A bill that will give the Food and Drug Administration the authority to regulate tobacco products could make it harder for plaintiffs to obtain punitive and equitable remedies in tobacco cases.
The measure is expected to be signed by President Barack Obama soon.
“I’m sure companies will try to wrap themselves with the cloak … of being regulated by the FDA, and given that fact, punitive damages might be minimized,” said Edward Sweda, senior attorney for the Tobacco Products Liability Project at Northeastern University School of Law in Boston.
The law, which was passed by Congress last week, will allow the FDA to regulate - but not ban - cigarettes.
Among other things, the law will require tobacco companies and importers to reveal all tobacco product ingredients and seek FDA approval for any new products. It will also enable the FDA to order stronger warning labels on tobacco products, and even demand changes or elimination of toxic substances. The FDA can impose user fees on tobacco companies to pay for the regulations.

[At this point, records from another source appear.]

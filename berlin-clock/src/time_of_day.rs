//! [`TimeOfDay`] with second precision in the 24h format

use std::fmt::Display;
use std::str::FromStr;
use std::sync::LazyLock;

use regex::Regex;
use snafu::{OptionExt, ResultExt, Snafu, ensure};

use crate::error::ErrorKind;

/// Shape of the accepted text. Any two digits are accepted for each component,
/// the range check happens while constructing the [`TimeOfDay`] such that the
/// caller gets the more specific [`ParseError::Overflow`]
static HH_MM_SS: LazyLock<Regex> = LazyLock::new(|| {
    Regex::new(r"^([0-9]{2}):([0-9]{2}):([0-9]{2})$").expect("`hh:mm:ss` regex must compile")
});

/// Component of the [`TimeOfDay`]
#[derive(Debug, Clone, Copy, PartialEq, Eq, Hash)]
pub enum Component {
    /// Hours, in range `[0, 24]`
    Hours,
    /// Minutes, in range `[0, 59]`
    Minutes,
    /// Seconds, in range `[0, 59]`
    Seconds,
}

impl Component {
    /// Max value of the component, inclusive
    #[inline]
    pub const fn max(self) -> i32 {
        match self {
            Self::Hours => 24,
            Self::Minutes | Self::Seconds => 59,
        }
    }
}

impl Display for Component {
    fn fmt(&self, f: &mut std::fmt::Formatter<'_>) -> std::fmt::Result {
        let name = match self {
            Self::Hours => "hours",
            Self::Minutes => "minutes",
            Self::Seconds => "seconds",
        };
        f.write_str(name)
    }
}

/// Error returned by constructing the [`TimeOfDay`] from its components
#[derive(Debug, Clone, PartialEq, Eq, Snafu)]
pub enum TimeOfDayError {
    /// Component is out of its range
    #[snafu(display("The value of `{component}` must be between 0 and {max}, got: {value}"))]
    OutOfRange {
        /// Component that is out of range
        component: Component,
        /// Value passed to the constructor
        value: i32,
        /// Max value of the component
        max: i32,
    },
    /// Hours is 24 but the time does not end at the end of day
    #[snafu(display(
        "The max value is 24 hours. When the hours is 24, minutes and seconds must be 0, got: 24:{minutes:02}:{seconds:02}"
    ))]
    DayBoundary {
        /// Minutes passed to the constructor
        minutes: u8,
        /// Seconds passed to the constructor
        seconds: u8,
    },
}

impl TimeOfDayError {
    /// Category of the error
    pub fn kind(&self) -> ErrorKind {
        match self {
            Self::OutOfRange { .. } => ErrorKind::Range,
            Self::DayBoundary { .. } => ErrorKind::Overflow,
        }
    }
}

/// Error returned by parsing the [`TimeOfDay`] from text. Failures of the
/// construction are all reported as [`ParseError::Overflow`]
#[derive(Debug, Clone, PartialEq, Eq, Snafu)]
pub enum ParseError {
    /// No text is given
    #[snafu(display("Can not parse a TimeOfDay without input"))]
    NullInput,
    /// Text does not match `hh:mm:ss`
    #[snafu(display(
        "String `{text}` cannot be parsed as a valid TimeOfDay. The allowed format is hh:mm:ss"
    ))]
    InvalidFormat {
        /// Text passed to the parser
        text: String,
    },
    /// Text has the `hh:mm:ss` shape, but the value is out of range
    #[snafu(display(
        "Cannot parse `{text}` as a valid TimeOfDay. {}",
        overflow_reason(source)
    ))]
    Overflow {
        /// Text passed to the parser
        text: String,
        /// Why the components can not build a TimeOfDay
        source: TimeOfDayError,
    },
}

fn overflow_reason(source: &TimeOfDayError) -> &'static str {
    match source {
        TimeOfDayError::OutOfRange { .. } => "The value of one of the components is out of range",
        TimeOfDayError::DayBoundary { .. } => "The value is out of range",
    }
}

impl ParseError {
    /// Category of the error
    pub fn kind(&self) -> ErrorKind {
        match self {
            Self::NullInput => ErrorKind::NullInput,
            Self::InvalidFormat { .. } => ErrorKind::Format,
            Self::Overflow { .. } => ErrorKind::Overflow,
        }
    }
}

/// Time of day with second precision in the 24h format, ranging from `00:00:00`
/// to `24:00:00` and ignoring the time zone and locale. `24:00:00` is the only
/// valid time with 24 hours, it represents the end of the day.
#[derive(Debug, Clone, Copy, PartialEq, Eq, PartialOrd, Ord, Hash)]
pub struct TimeOfDay {
    hours: u8,
    minutes: u8,
    seconds: u8,
}

impl TimeOfDay {
    /// `00:00:00`
    pub const MIDNIGHT: Self = Self {
        hours: 0,
        minutes: 0,
        seconds: 0,
    };

    /// `24:00:00`
    pub const END_OF_DAY: Self = Self {
        hours: 24,
        minutes: 0,
        seconds: 0,
    };

    /// Try to create a [`TimeOfDay`]
    ///
    /// # Errors
    ///
    /// - [`TimeOfDayError::OutOfRange`] if hours is not in `[0, 24]`, minutes or
    /// seconds is not in `[0, 59]`. Components are checked in the order hours,
    /// minutes, seconds
    ///
    /// - [`TimeOfDayError::DayBoundary`] if hours is 24 and minutes or seconds
    /// is not 0
    pub fn try_new(hours: i32, minutes: i32, seconds: i32) -> Result<Self, TimeOfDayError> {
        let hours = checked_component(Component::Hours, hours)?;
        let minutes = checked_component(Component::Minutes, minutes)?;
        let seconds = checked_component(Component::Seconds, seconds)?;

        ensure!(
            hours < 24 || (minutes == 0 && seconds == 0),
            DayBoundarySnafu { minutes, seconds }
        );

        Ok(Self {
            hours,
            minutes,
            seconds,
        })
    }

    /// Parse the [`TimeOfDay`] from text with format `hh:mm:ss`, each component
    /// has exactly two digits
    ///
    /// # Errors
    ///
    /// - [`ParseError::InvalidFormat`] if the text does not have the shape
    ///
    /// - [`ParseError::Overflow`] if the components can not build a valid
    /// [`TimeOfDay`], for example `25:00:00` or `24:00:01`
    pub fn parse(text: &str) -> Result<Self, ParseError> {
        let Some(captures) = HH_MM_SS.captures(text) else {
            tracing::debug!(%text, "Rejected time of day: expect format `hh:mm:ss`");
            return InvalidFormatSnafu { text }.fail();
        };

        let component = |index: usize| {
            captures[index]
                .parse::<i32>()
                .ok()
                .context(InvalidFormatSnafu { text })
        };
        Self::try_new(component(1)?, component(2)?, component(3)?).context(OverflowSnafu { text })
    }

    /// Same as [`Self::parse`], but the text may be absent. Absent text fails
    /// with [`ParseError::NullInput`], empty text is an invalid format
    pub fn parse_optional(text: Option<&str>) -> Result<Self, ParseError> {
        Self::parse(text.context(NullInputSnafu)?)
    }

    /// Hours, in range `[0, 24]`
    #[inline]
    pub fn hours(&self) -> u8 {
        self.hours
    }

    /// Minutes, in range `[0, 59]`
    #[inline]
    pub fn minutes(&self) -> u8 {
        self.minutes
    }

    /// Seconds, in range `[0, 59]`
    #[inline]
    pub fn seconds(&self) -> u8 {
        self.seconds
    }
}

#[inline]
fn checked_component(component: Component, value: i32) -> Result<u8, TimeOfDayError> {
    let max = component.max();
    ensure!(
        (0..=max).contains(&value),
        OutOfRangeSnafu {
            component,
            value,
            max
        }
    );
    Ok(value as u8)
}

impl Display for TimeOfDay {
    fn fmt(&self, f: &mut std::fmt::Formatter<'_>) -> std::fmt::Result {
        write!(
            f,
            "{:02}:{:02}:{:02}",
            self.hours, self.minutes, self.seconds
        )
    }
}

impl FromStr for TimeOfDay {
    type Err = ParseError;

    #[inline]
    fn from_str(s: &str) -> Result<Self, Self::Err> {
        Self::parse(s)
    }
}

impl TryFrom<(i32, i32, i32)> for TimeOfDay {
    type Error = TimeOfDayError;

    #[inline]
    fn try_from((hours, minutes, seconds): (i32, i32, i32)) -> Result<Self, Self::Error> {
        Self::try_new(hours, minutes, seconds)
    }
}
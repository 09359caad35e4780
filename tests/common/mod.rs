//! Shared test infrastructure for snmp-bridge.
//!
//! Provides a scripted engine and an in-process bridge on loopback.

// Allow dead code and unused imports since not all test files use all utilities
#![allow(dead_code)]
#![allow(unused_imports)]

pub mod bridge;
pub mod engine;

pub use bridge::TestBridge;
pub use engine::{Action, Call, ScriptedEngine, payload};

/// Address of the simulated manager used by mock-socket tests.
pub const MANAGER: &str = "10.0.0.5:40000";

The bill also provides for the creation of a tobacco control center within the FDA and gives the FDA the authority to regulate the content, marketing and sale of tobacco products.
“For over a decade leaders of both parties have fought to prevent tobacco companies from marketing their products to children, and provide the pubic with the information they need to understand what a dangerous habit this is,” Obama said Friday in comments at the White House marking the bill’s passage.
Impact on tobacco claims
The new law does not have a preemptive effect on state-based civil claims, so compensatory tobacco litigation will largely be unaffected.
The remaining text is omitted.